(Stored items)
§ §
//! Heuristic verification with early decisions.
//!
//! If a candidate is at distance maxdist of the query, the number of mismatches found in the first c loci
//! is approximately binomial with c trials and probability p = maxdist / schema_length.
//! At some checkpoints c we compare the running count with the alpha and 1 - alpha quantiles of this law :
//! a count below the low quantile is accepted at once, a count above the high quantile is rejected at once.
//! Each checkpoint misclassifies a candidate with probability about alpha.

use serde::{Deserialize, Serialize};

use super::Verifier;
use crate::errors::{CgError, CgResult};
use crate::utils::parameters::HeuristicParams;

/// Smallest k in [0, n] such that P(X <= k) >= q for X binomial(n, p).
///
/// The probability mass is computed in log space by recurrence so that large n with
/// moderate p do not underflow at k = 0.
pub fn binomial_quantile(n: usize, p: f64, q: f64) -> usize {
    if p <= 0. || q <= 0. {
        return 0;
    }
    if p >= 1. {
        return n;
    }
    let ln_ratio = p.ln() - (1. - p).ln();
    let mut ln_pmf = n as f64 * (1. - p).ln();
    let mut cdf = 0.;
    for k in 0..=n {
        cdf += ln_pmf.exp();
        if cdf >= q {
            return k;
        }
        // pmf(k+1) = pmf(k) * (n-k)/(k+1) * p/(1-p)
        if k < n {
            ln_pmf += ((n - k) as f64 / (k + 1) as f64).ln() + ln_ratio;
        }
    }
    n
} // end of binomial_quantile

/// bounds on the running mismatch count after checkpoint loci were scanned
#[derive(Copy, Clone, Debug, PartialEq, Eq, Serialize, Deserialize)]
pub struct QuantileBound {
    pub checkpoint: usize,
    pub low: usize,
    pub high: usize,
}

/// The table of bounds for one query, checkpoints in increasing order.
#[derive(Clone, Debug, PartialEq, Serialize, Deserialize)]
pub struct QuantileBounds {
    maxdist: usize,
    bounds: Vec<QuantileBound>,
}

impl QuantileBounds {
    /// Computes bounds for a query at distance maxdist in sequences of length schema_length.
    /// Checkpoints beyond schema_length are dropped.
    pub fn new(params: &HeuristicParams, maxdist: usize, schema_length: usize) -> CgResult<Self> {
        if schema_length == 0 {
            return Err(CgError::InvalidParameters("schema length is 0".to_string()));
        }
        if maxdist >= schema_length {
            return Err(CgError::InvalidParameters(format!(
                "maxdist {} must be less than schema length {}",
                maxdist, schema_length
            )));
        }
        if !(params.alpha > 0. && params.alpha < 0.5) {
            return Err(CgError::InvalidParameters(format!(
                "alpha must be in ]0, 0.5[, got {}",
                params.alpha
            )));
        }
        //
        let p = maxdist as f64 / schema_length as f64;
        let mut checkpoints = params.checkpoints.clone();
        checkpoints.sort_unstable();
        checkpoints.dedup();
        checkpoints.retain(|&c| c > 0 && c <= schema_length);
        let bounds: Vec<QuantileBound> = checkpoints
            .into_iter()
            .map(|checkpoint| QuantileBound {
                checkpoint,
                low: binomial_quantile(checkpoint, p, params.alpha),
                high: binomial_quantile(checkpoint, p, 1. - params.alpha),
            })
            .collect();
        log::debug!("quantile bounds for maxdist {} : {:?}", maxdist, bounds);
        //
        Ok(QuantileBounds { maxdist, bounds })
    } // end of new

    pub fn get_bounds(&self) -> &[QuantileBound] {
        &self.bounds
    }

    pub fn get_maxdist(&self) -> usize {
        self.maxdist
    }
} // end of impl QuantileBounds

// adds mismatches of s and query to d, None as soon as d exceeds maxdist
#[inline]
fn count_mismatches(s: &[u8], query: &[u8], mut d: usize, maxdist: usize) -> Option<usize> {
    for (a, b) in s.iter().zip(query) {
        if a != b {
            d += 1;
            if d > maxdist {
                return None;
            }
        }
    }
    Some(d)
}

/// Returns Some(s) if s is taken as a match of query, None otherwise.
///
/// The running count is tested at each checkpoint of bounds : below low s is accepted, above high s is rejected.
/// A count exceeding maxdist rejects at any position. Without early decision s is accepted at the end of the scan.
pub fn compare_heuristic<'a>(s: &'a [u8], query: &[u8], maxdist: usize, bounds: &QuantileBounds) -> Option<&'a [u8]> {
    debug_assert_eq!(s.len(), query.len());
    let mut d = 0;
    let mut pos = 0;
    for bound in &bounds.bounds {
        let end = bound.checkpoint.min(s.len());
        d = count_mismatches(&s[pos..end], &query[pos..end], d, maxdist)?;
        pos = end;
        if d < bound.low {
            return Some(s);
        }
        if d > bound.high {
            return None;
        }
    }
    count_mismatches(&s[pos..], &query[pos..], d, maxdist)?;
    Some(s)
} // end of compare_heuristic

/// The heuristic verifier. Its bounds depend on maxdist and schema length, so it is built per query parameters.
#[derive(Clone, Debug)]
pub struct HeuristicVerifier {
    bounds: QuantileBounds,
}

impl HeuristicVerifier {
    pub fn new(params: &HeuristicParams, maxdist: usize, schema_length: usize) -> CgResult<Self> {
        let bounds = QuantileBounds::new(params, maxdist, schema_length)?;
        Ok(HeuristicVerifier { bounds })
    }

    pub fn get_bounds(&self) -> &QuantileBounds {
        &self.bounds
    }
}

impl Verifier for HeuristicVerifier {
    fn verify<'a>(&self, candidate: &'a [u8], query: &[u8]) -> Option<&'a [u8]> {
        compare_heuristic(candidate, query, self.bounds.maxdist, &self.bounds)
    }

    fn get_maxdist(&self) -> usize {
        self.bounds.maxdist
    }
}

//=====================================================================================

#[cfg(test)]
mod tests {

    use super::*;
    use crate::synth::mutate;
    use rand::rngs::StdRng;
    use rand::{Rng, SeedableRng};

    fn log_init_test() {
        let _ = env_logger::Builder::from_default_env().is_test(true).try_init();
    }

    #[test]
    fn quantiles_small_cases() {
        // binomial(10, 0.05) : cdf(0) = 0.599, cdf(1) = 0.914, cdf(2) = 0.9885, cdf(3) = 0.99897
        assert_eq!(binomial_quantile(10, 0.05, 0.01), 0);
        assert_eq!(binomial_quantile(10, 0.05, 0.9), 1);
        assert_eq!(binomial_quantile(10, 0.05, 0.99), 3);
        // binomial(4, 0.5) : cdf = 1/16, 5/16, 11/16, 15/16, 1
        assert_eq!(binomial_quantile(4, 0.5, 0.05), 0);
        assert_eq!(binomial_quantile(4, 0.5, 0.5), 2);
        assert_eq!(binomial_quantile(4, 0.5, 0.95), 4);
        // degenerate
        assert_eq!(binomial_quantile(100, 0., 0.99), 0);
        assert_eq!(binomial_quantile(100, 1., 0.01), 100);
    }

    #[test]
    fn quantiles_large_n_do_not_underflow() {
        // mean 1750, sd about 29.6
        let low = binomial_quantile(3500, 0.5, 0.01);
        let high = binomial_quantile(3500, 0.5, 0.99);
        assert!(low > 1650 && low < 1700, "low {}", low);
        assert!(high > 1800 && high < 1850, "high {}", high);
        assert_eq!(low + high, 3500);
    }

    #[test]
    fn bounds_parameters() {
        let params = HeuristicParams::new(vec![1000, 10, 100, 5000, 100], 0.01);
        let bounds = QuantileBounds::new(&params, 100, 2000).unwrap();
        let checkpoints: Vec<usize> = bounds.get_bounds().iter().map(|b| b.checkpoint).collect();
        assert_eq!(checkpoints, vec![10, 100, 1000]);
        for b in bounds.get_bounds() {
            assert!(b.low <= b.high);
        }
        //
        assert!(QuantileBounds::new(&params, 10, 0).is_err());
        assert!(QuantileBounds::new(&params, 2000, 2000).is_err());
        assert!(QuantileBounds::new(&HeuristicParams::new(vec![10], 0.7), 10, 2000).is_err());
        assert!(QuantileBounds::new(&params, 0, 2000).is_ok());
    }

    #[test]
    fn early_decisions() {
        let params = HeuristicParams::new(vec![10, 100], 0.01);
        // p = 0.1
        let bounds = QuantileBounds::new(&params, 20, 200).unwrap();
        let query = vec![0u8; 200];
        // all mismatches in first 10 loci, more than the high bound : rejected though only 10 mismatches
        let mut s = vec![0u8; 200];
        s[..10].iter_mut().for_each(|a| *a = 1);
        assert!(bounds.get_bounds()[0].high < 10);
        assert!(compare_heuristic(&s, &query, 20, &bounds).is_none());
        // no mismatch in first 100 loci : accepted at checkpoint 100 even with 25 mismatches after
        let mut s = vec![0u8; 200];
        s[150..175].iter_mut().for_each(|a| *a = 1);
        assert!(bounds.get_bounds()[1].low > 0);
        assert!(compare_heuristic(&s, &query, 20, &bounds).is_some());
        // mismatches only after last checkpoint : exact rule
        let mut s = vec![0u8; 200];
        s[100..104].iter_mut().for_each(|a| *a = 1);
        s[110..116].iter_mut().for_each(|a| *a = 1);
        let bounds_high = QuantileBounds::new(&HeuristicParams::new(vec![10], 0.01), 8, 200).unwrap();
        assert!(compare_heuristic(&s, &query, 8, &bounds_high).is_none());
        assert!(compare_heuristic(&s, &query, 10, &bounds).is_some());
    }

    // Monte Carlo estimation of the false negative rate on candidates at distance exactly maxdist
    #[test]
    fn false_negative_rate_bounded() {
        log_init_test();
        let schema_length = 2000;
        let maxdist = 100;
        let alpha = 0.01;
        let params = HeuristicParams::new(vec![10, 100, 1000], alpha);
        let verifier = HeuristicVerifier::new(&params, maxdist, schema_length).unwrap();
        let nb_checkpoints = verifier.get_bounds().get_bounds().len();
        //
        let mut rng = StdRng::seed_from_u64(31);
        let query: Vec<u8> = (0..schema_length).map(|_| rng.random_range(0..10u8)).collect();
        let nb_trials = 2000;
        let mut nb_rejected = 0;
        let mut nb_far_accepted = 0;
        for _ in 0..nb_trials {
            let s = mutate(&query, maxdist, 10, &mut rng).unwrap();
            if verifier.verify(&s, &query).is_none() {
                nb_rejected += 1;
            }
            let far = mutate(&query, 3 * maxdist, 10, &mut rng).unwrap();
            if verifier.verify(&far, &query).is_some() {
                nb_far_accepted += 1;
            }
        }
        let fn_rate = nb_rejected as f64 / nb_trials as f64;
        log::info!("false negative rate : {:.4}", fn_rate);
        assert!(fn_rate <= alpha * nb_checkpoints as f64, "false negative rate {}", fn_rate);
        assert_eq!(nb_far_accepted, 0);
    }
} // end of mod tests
§ §
(Task objective) Where a line in the entries holds "collect", copy that line.

(Answer for this exercise)
            .collect();
        let checkpoints: Vec<usize> = bounds.get_bounds().iter().map(|b| b.checkpoint).collect();
        let query: Vec<u8> = (0..schema_length).map(|_| rng.random_range(0..10u8)).collect();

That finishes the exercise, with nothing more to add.